Instructions to follow
Return, exactly and in full, the lines of the records below starting at the one with "filename bistro-server/src/pricing/money.rs" and ending at the one with "half-up to cents.", and no other lines.

BEGIN Material provided

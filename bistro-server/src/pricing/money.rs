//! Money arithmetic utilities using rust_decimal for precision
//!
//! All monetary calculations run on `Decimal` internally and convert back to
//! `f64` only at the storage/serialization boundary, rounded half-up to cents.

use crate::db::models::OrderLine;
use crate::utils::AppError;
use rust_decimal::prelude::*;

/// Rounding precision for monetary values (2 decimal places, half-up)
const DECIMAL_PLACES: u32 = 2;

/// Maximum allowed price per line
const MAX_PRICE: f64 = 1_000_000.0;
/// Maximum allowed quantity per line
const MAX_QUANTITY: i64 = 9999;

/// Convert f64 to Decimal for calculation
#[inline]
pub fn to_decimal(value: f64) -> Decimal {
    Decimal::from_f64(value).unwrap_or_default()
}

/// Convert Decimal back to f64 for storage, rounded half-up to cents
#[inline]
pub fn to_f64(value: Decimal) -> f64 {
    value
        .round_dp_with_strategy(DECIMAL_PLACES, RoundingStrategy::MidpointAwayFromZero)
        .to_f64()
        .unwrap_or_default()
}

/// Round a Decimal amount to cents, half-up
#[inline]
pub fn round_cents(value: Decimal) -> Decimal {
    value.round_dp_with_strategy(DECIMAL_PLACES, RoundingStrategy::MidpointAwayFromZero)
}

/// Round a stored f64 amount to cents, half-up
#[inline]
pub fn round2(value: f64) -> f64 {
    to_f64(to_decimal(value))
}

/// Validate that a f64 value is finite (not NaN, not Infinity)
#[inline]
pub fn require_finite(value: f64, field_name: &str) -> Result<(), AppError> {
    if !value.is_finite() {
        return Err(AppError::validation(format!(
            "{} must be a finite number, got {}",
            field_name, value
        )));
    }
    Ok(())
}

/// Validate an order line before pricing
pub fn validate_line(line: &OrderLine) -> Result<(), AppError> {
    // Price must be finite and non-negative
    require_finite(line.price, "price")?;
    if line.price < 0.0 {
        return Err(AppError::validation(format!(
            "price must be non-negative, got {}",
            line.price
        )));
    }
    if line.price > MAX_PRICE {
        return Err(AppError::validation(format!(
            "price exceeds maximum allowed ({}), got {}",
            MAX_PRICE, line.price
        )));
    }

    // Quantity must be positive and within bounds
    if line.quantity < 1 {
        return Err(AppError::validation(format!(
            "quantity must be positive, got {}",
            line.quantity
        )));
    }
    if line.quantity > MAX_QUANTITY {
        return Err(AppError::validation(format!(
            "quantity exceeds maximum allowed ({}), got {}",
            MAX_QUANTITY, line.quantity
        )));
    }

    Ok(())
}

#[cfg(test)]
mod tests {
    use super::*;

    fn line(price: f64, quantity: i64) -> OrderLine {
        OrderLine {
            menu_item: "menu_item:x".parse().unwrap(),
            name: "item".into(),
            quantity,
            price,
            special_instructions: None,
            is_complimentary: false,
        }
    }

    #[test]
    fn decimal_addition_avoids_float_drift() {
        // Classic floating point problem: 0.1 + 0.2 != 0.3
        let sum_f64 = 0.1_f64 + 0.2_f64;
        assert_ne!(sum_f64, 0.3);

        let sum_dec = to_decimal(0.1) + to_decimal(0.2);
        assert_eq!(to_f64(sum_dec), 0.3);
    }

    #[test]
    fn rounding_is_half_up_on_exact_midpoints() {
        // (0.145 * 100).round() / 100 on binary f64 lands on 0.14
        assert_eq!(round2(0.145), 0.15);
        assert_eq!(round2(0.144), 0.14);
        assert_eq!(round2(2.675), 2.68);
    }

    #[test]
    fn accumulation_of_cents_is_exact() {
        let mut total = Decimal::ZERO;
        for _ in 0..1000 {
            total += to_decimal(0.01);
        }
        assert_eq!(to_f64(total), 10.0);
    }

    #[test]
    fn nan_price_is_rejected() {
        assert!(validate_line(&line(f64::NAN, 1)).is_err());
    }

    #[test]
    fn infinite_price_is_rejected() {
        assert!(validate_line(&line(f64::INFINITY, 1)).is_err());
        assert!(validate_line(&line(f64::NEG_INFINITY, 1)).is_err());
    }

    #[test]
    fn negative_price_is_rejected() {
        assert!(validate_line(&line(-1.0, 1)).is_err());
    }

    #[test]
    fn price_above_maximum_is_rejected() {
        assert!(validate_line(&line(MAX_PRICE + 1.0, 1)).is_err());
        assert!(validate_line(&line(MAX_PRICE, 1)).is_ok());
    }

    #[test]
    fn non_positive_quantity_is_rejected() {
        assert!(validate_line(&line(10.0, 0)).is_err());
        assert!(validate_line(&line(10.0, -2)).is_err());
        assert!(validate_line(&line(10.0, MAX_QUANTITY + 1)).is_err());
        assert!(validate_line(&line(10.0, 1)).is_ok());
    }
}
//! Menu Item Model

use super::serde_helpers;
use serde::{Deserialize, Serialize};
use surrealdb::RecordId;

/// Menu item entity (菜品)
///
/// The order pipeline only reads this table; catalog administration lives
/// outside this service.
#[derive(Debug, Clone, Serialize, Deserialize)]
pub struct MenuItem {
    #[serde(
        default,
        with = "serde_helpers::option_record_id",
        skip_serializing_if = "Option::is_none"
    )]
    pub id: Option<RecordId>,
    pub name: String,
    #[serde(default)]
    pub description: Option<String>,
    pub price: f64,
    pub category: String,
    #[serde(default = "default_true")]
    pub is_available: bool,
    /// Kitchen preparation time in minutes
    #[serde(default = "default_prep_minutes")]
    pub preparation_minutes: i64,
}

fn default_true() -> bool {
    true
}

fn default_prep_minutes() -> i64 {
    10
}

END Material provided
BEGIN Material provided

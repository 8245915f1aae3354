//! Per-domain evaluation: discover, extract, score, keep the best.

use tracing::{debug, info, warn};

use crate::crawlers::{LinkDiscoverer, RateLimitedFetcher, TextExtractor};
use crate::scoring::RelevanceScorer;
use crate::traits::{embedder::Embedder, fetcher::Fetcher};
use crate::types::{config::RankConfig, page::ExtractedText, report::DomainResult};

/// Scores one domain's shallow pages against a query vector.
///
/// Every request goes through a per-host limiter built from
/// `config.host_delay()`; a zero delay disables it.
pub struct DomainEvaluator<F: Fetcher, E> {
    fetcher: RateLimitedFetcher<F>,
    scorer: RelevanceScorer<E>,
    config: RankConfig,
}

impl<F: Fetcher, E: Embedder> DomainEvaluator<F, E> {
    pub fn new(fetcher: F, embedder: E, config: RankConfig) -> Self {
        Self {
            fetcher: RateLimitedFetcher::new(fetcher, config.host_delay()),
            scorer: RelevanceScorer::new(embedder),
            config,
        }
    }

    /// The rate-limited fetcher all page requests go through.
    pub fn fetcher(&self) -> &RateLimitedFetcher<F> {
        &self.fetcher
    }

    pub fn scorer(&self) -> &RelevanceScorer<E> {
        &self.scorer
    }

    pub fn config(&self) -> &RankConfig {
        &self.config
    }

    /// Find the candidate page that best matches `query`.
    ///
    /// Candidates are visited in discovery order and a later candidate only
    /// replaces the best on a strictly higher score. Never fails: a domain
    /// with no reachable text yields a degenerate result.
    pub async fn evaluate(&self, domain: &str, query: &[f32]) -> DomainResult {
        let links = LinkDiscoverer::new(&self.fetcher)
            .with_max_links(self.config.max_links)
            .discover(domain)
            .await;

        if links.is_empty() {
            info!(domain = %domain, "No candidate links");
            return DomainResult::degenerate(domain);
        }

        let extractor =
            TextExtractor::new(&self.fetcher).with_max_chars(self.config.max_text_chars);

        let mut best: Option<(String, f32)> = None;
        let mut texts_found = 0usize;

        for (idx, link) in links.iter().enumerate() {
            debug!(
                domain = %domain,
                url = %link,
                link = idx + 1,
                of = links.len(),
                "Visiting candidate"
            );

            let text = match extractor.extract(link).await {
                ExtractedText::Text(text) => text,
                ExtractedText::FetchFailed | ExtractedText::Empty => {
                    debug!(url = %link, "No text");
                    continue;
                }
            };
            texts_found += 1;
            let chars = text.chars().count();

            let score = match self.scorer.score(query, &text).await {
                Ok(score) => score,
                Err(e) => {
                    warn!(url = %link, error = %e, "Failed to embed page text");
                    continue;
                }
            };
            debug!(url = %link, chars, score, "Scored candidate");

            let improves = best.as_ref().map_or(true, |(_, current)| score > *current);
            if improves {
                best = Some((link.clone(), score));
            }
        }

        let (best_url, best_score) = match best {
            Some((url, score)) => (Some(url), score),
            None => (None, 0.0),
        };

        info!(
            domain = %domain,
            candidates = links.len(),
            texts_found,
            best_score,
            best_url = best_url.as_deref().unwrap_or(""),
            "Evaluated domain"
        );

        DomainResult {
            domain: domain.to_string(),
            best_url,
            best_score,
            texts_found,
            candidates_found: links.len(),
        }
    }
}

END Material provided

Result of the exercise
filename bistro-server/src/pricing/money.rs
//! Money arithmetic utilities using rust_decimal for precision
//!
//! All monetary calculations run on `Decimal` internally and convert back to
//! `f64` only at the storage/serialization boundary, rounded half-up to cents.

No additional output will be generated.